Opening statement to public hearing
6 July 2021

 

Introduction

Good morning and thank you for the opportunity to appear before the Committee.

Our mine sits on Gudanji land and our port sits on Yanuwa land and I would like to pay my respects to their Elders, past, present and emerging.

My name is Steven Rooney and I am the General Manager for McArthur River Mine.

Joining me today are Tracy Jones, MRM Community and Corporate Affairs Superintendent, Adam Hatfield, MRM Manager of Health, Safety and Environment and Cass McCarthy, Glencore Corporate Affairs lead in Australia.

Acknowledgment and apology

There has been a lot said about the McArthur River Mine – before this Inquiry, during this Inquiry and likely after this Inquiry.

It’s true, McArthur River Mine has a controversial history and carries a legacy of sadness for some Traditional Owners and broader community in the Gulf Region of the Northern Territory.

We want to acknowledge that the mine, and in particular the diversion of the McArthur River in 2006, continues to be a source of sadness and has had an impact on country.

Today, we as Glencore and the current operators of the McArthur River Mine want to offer an apology and say sorry to the Indigenous people and Traditional Owners from the four language groups of Gudanji, Yanyuwa, Garrwa and Marra.

McArthur River Mine has never destroyed sacred sites but we acknowledge that historical actions like the river diversion have clearly not meet the expectations of the Aboriginal community.

While Glencore cannot change this history we are committed to working together with Traditional Owners to better meet community expectations going forward.

Committee visit

We would also like to thank Committee members for taking the time to actually visit McArthur River Mine, and in addition to visiting sacred sites with TOs, being prepared to listen to our perspective and see first-hand how the mine is managed.

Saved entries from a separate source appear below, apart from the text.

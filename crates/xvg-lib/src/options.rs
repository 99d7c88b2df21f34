use std::path::Path;

use serde::{Deserialize, Serialize};

use crate::error::{Result, XvgError};

/// What to do with a requested variable name the file does not define.
#[derive(Debug, Clone, Copy, Default, PartialEq, Eq, Serialize, Deserialize)]
#[serde(rename_all = "snake_case")]
pub enum UnknownVariablePolicy {
    /// Leave the name out of the result.
    #[default]
    Ignore,
    /// Fail with `UnknownVariable`.
    Error,
}

/// Options for reading an xvg file.
///
/// Can be loaded from TOML:
///
/// ```toml
/// variables = ["Coil", "Time (ps)"]
/// unpack = true
/// unknown_variables = "error"
/// ```
#[derive(Debug, Clone, PartialEq, Eq, Serialize, Deserialize)]
#[serde(default)]
pub struct ReadOptions {
    /// Variables to load, in output order. `None` loads every column.
    pub variables: Option<Vec<String>>,
    /// Transpose the result so each variable is a row.
    pub unpack: bool,
    pub unknown_variables: UnknownVariablePolicy,
    /// Stop the header scan at the first data line.
    pub header_on_top: bool,
}

impl Default for ReadOptions {
    fn default() -> Self {
        Self {
            variables: None,
            unpack: false,
            unknown_variables: UnknownVariablePolicy::Ignore,
            header_on_top: true,
        }
    }
}

impl ReadOptions {
    pub fn new() -> Self {
        Self::default()
    }

    pub fn with_variables<I, S>(mut self, names: I) -> Self
    where
        I: IntoIterator<Item = S>,
        S: Into<String>,
    {
        self.variables = Some(names.into_iter().map(Into::into).collect());
        self
    }

    pub fn with_unpack(mut self, unpack: bool) -> Self {
        self.unpack = unpack;
        self
    }

    /// Fail on unknown variable names instead of dropping them.
    pub fn strict(mut self) -> Self {
        self.unknown_variables = UnknownVariablePolicy::Error;
        self
    }

    pub fn with_header_on_top(mut self, header_on_top: bool) -> Self {
        self.header_on_top = header_on_top;
        self
    }

    pub fn from_toml_str(text: &str) -> Result<Self> {
        toml::from_str(text).map_err(|e| XvgError::Config(e.to_string()))
    }

    /// Load options from a TOML file.
    pub fn load(path: &Path) -> Result<Self> {
        let text = crate::text::read_to_string(path)?;
        Self::from_toml_str(&text)
    }
}
use parking_lot::Mutex;

use crate::error::{ViewerError, ViewerResult};
use crate::session::SessionId;

/// Detached / Attached(session) state of a protocol.
#[derive(Debug, Default)]
pub struct Attachment {
    session: Mutex<Option<SessionId>>,
}

impl Attachment {
    pub fn new() -> Self {
        Self::default()
    }

    /// Detached -> Attached. Fails without changing state if already attached.
    pub fn attach(&self, name: &str, session: SessionId) -> ViewerResult<()> {
        let mut current = self.session.lock();
        if current.is_some() {
            return Err(ViewerError::AlreadyAttached(name.to_string()));
        }
        *current = Some(session);
        Ok(())
    }

    /// Attached -> Detached, returning the session it was attached to.
    pub fn detach(&self, name: &str) -> ViewerResult<SessionId> {
        self.session
            .lock()
            .take()
            .ok_or_else(|| ViewerError::NotAttached(name.to_string()))
    }

    pub fn session(&self) -> Option<SessionId> {
        *self.session.lock()
    }
}
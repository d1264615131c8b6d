use crate::error::DecodeError;

use super::model::DecodedPacket;
use super::traits::Decoder;

/// Bound when no protocol decoder is available for a unit, or after a
/// decoder panicked. Marks the unit decoded without producing data so it
/// is never scheduled again.
#[derive(Debug, Default)]
pub struct UndefinedDecoder {
    decoded: bool,
}

impl UndefinedDecoder {
    pub fn new() -> Self {
        Self::default()
    }

    /// Already in the terminal state
    pub fn decoded() -> Self {
        Self { decoded: true }
    }
}

impl Decoder for UndefinedDecoder {
    fn is_decoded(&self) -> bool {
        self.decoded
    }

    fn decode(&mut self, _packet: &[u8]) -> Result<Option<DecodedPacket>, DecodeError> {
        self.decoded = true;
        Ok(None)
    }
}
use thiserror::Error;

/// Usage and configuration errors surfaced synchronously to the caller.
#[derive(Debug, Error, PartialEq, Eq)]
pub enum ViewerError {
    #[error("Protocol '{0}' is already attached to a session")]
    AlreadyAttached(String),

    #[error("Protocol '{0}' is not attached to any session")]
    NotAttached(String),

    #[error("A window cannot be set as its own owner")]
    SelfOwnership,

    #[error("Session is closed")]
    SessionClosed,

    #[error("Presentation host is not running")]
    HostUnavailable,

    #[error("Invalid configuration: {0}")]
    InvalidConfig(String),
}

/// Failures reported by a decoder. These never leave the decode worker.
#[derive(Debug, Error)]
pub enum DecodeError {
    #[error("Truncated packet: need {needed} bytes, have {actual}")]
    Truncated { needed: usize, actual: usize },

    #[error("Packet too large: {0} bytes (max: {1} bytes)")]
    TooLarge(usize, usize),

    #[error("Non-UTF8 content")]
    NonUtf8,

    #[error("Malformed packet: {0}")]
    Malformed(String),

    #[error("Decoder panic: {0}")]
    Panic(String),
}

pub type ViewerResult<T> = Result<T, ViewerError>;
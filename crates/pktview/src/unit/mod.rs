//! Parse unit: one captured packet plus its decode state.

use std::sync::atomic::{AtomicBool, Ordering};
use std::sync::Arc;

use bytes::Bytes;
use chrono::{DateTime, Utc};
use parking_lot::Mutex;

use crate::decoder::{DecodedPacket, Decoder};
use crate::log::{LogId, Packet};
use crate::session::SessionId;

/// Where a unit came from: the session, the log, and which attachment of
/// that log (a log detached and re-attached gets a new generation).
#[derive(Debug, Clone, Copy, PartialEq, Eq, Hash)]
pub struct Origin {
    pub session: SessionId,
    pub log: LogId,
    pub generation: u64,
}

#[derive(Default)]
struct DecodeSlot {
    decoder: Option<Box<dyn Decoder>>,
    payload: Option<Arc<DecodedPacket>>,
    /// Bumped on every release; write-backs from an older epoch are dropped
    epoch: u64,
}

/// Result of taking a unit's decoder out for decoding.
pub(crate) enum Checkout {
    /// Decoder bound and not yet decoded; the caller owns it until check-in
    Pending { decoder: Box<dyn Decoder>, epoch: u64 },
    /// No decoder bound yet
    Unbound { epoch: u64 },
    /// Already decoded, nothing to do
    Decoded,
}

pub struct ParseUnit {
    index: usize,
    packet: Packet,
    origin: Origin,
    /// Set while the unit sits in the work queue or is being decoded
    scheduled: AtomicBool,
    slot: Mutex<DecodeSlot>,
}

impl ParseUnit {
    pub fn new(index: usize, packet: Packet, origin: Origin) -> Self {
        Self {
            index,
            packet,
            origin,
            scheduled: AtomicBool::new(false),
            slot: Mutex::new(DecodeSlot::default()),
        }
    }

    pub fn index(&self) -> usize {
        self.index
    }

    pub fn data(&self) -> &Bytes {
        &self.packet.data
    }

    pub fn captured_at(&self) -> DateTime<Utc> {
        self.packet.captured_at
    }

    pub fn origin(&self) -> Origin {
        self.origin
    }

    pub fn has_decoder(&self) -> bool {
        self.slot.lock().decoder.is_some()
    }

    pub fn is_decoded(&self) -> bool {
        self.slot
            .lock()
            .decoder
            .as_ref()
            .is_some_and(|d| d.is_decoded())
    }

    /// Decoded payload without counting as a query.
    pub fn payload(&self) -> Option<Arc<DecodedPacket>> {
        self.slot.lock().payload.clone()
    }

    pub fn is_scheduled(&self) -> bool {
        self.scheduled.load(Ordering::Acquire)
    }

    /// Drop decoder and payload. The unit itself stays valid and can be
    /// decoded again later.
    pub fn release(&self) {
        let mut slot = self.slot.lock();
        slot.decoder = None;
        slot.payload = None;
        slot.epoch = slot.epoch.wrapping_add(1);
    }

    /// false -> true; returns false if the unit was already scheduled.
    pub(crate) fn try_schedule(&self) -> bool {
        self.scheduled
            .compare_exchange(false, true, Ordering::AcqRel, Ordering::Acquire)
            .is_ok()
    }

    pub(crate) fn unschedule(&self) {
        self.scheduled.store(false, Ordering::Release);
    }

    pub(crate) fn checkout(&self) -> Checkout {
        let mut slot = self.slot.lock();
        let epoch = slot.epoch;
        match slot.decoder.take() {
            Some(decoder) if decoder.is_decoded() => {
                slot.decoder = Some(decoder);
                Checkout::Decoded
            }
            Some(decoder) => Checkout::Pending { decoder, epoch },
            None => Checkout::Unbound { epoch },
        }
    }

    /// Put the decoder back with its result. Returns false, discarding both,
    /// when the unit was released since `checkout`.
    pub(crate) fn checkin(
        &self,
        decoder: Box<dyn Decoder>,
        payload: Option<DecodedPacket>,
        epoch: u64,
    ) -> bool {
        let mut slot = self.slot.lock();
        if slot.epoch != epoch {
            return false;
        }
        slot.decoder = Some(decoder);
        if let Some(payload) = payload {
            slot.payload = Some(Arc::new(payload));
        }
        true
    }
}

impl std::fmt::Debug for ParseUnit {
    fn fmt(&self, f: &mut std::fmt::Formatter<'_>) -> std::fmt::Result {
        f.debug_struct("ParseUnit")
            .field("index", &self.index)
            .field("len", &self.packet.data.len())
            .field("origin", &self.origin)
            .field("scheduled", &self.is_scheduled())
            .finish()
    }
}

#[cfg(test)]
pub(crate) mod test_support {
    use super::*;

    pub fn origin() -> Origin {
        Origin {
            session: SessionId::next(),
            log: LogId::next(),
            generation: 1,
        }
    }

    pub fn unit(index: usize, data: &'static [u8]) -> Arc<ParseUnit> {
        Arc::new(ParseUnit::new(index, Packet::new(Bytes::from_static(data)), origin()))
    }

    /// Bind a decoded decoder with the given summary, as the worker would.
    pub fn mark_decoded(unit: &ParseUnit, summary: &str) {
        let epoch = match unit.checkout() {
            Checkout::Unbound { epoch } | Checkout::Pending { epoch, .. } => epoch,
            Checkout::Decoded => return,
        };
        let decoder = Box::new(crate::decoder::UndefinedDecoder::decoded());
        assert!(unit.checkin(decoder, Some(DecodedPacket::with_summary(summary)), epoch));
    }
}
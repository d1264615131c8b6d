//! Log sources: where captured packets come from.

pub mod capture;

use std::sync::atomic::{AtomicU64, Ordering};

use bytes::Bytes;
use chrono::{DateTime, Utc};

pub use capture::CaptureLog;

static NEXT_LOG_ID: AtomicU64 = AtomicU64::new(1);

#[derive(Debug, Clone, Copy, PartialEq, Eq, Hash, PartialOrd, Ord)]
pub struct LogId(u64);

impl LogId {
    pub fn next() -> Self {
        Self(NEXT_LOG_ID.fetch_add(1, Ordering::Relaxed))
    }

    pub fn get(&self) -> u64 {
        self.0
    }
}

/// A captured packet as emitted by a log source.
#[derive(Debug, Clone)]
pub struct Packet {
    pub data: Bytes,
    pub captured_at: DateTime<Utc>,
}

impl Packet {
    pub fn new(data: Bytes) -> Self {
        Self {
            data,
            captured_at: Utc::now(),
        }
    }
}

pub type PacketListener = Box<dyn Fn(Packet) + Send + Sync>;

#[derive(Debug, Clone, Copy, PartialEq, Eq, Hash)]
pub struct SubscriptionId(pub u64);

/// Source of captured packets.
pub trait LogSource: Send + Sync {
    fn id(&self) -> LogId;

    fn name(&self) -> &str;

    /// Register a listener. Packets already in the log are replayed to it
    /// first, then every appended packet follows in append order.
    fn subscribe(&self, listener: PacketListener) -> SubscriptionId;

    fn unsubscribe(&self, id: SubscriptionId) -> bool;
}

impl std::fmt::Debug for dyn LogSource {
    fn fmt(&self, f: &mut std::fmt::Formatter<'_>) -> std::fmt::Result {
        f.debug_struct("LogSource")
            .field("id", &self.id())
            .field("name", &self.name())
            .finish()
    }
}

Since your visit, we have had several meetings with Traditional Owners about how we can provide better access to sacred sites.

We are engaging with the Northern Land Council (NLC) about holding a community meeting in Borroloola to provide Traditional Owners with an update on the Indigenous Land Use Agreement (ILUA) process.

We note that the theme for NAIDOC week this year is healing country. We’d like to acknowledge Senator Dodson’s suggestion of a ceremony or healing meeting on country. Our community team is talking with Traditional Owners about this and how it might work. The initial feedback is that people want time to discuss it before progressing.

We will provide whatever assistance is needed if this is something Traditional Owners want to do.

Socio-economic contribution

McArthur River Mine is committed to meaningful engagement with Traditional Owners that respects and protects cultural heritage and helps build the long-term social and economic prosperity of local Indigenous communities.

We believe the mine is a source of opportunity and enabler of socio-economic change.

Our workforce takes pride in what they do and the mine provides employment for more than 1,000 people. We work with 900 suppliers and contribute almost half a billion dollars to the economy. 

We are very proud that 24.3% of our permanent workforce is Indigenous and 48 people from the local community are employed at MRM. 

MRM also contributes approximately $1.3 million every year into the McArthur River Mine (MRM) Community Benefits Trust (CBT).  This Trust has made a major contribution to the NT Gulf Region, in areas such as health, education and cultural heritage.

Independent monitor

Our environmental performance is reviewed and publicly reported on every year by an Independent Monitor and we have a comprehensive environmental monitoring regime across the mine site.

It is clear that we have faced a number of operational challenges at the mine that we continue to manage today.  

We know that a lot of this information is technical and complex and we are open to recommendations on how we could better communicate this to the TOs and the local community so that they have confidence in how we are managing the mine. 

As the General Manager for the mine, I am focussed on ensuring we continuously improve and are open and transparent with the community about our environmental and operational performance.

Cultural heritage approvals/operational challenges

Over the past four years MRM has been seeking approval from the Northern Territory Government and the Aboriginal Areas Protection Authority (AAPA) to progress a project that would increase the height of the waste rock pile as mining continues out to 2038.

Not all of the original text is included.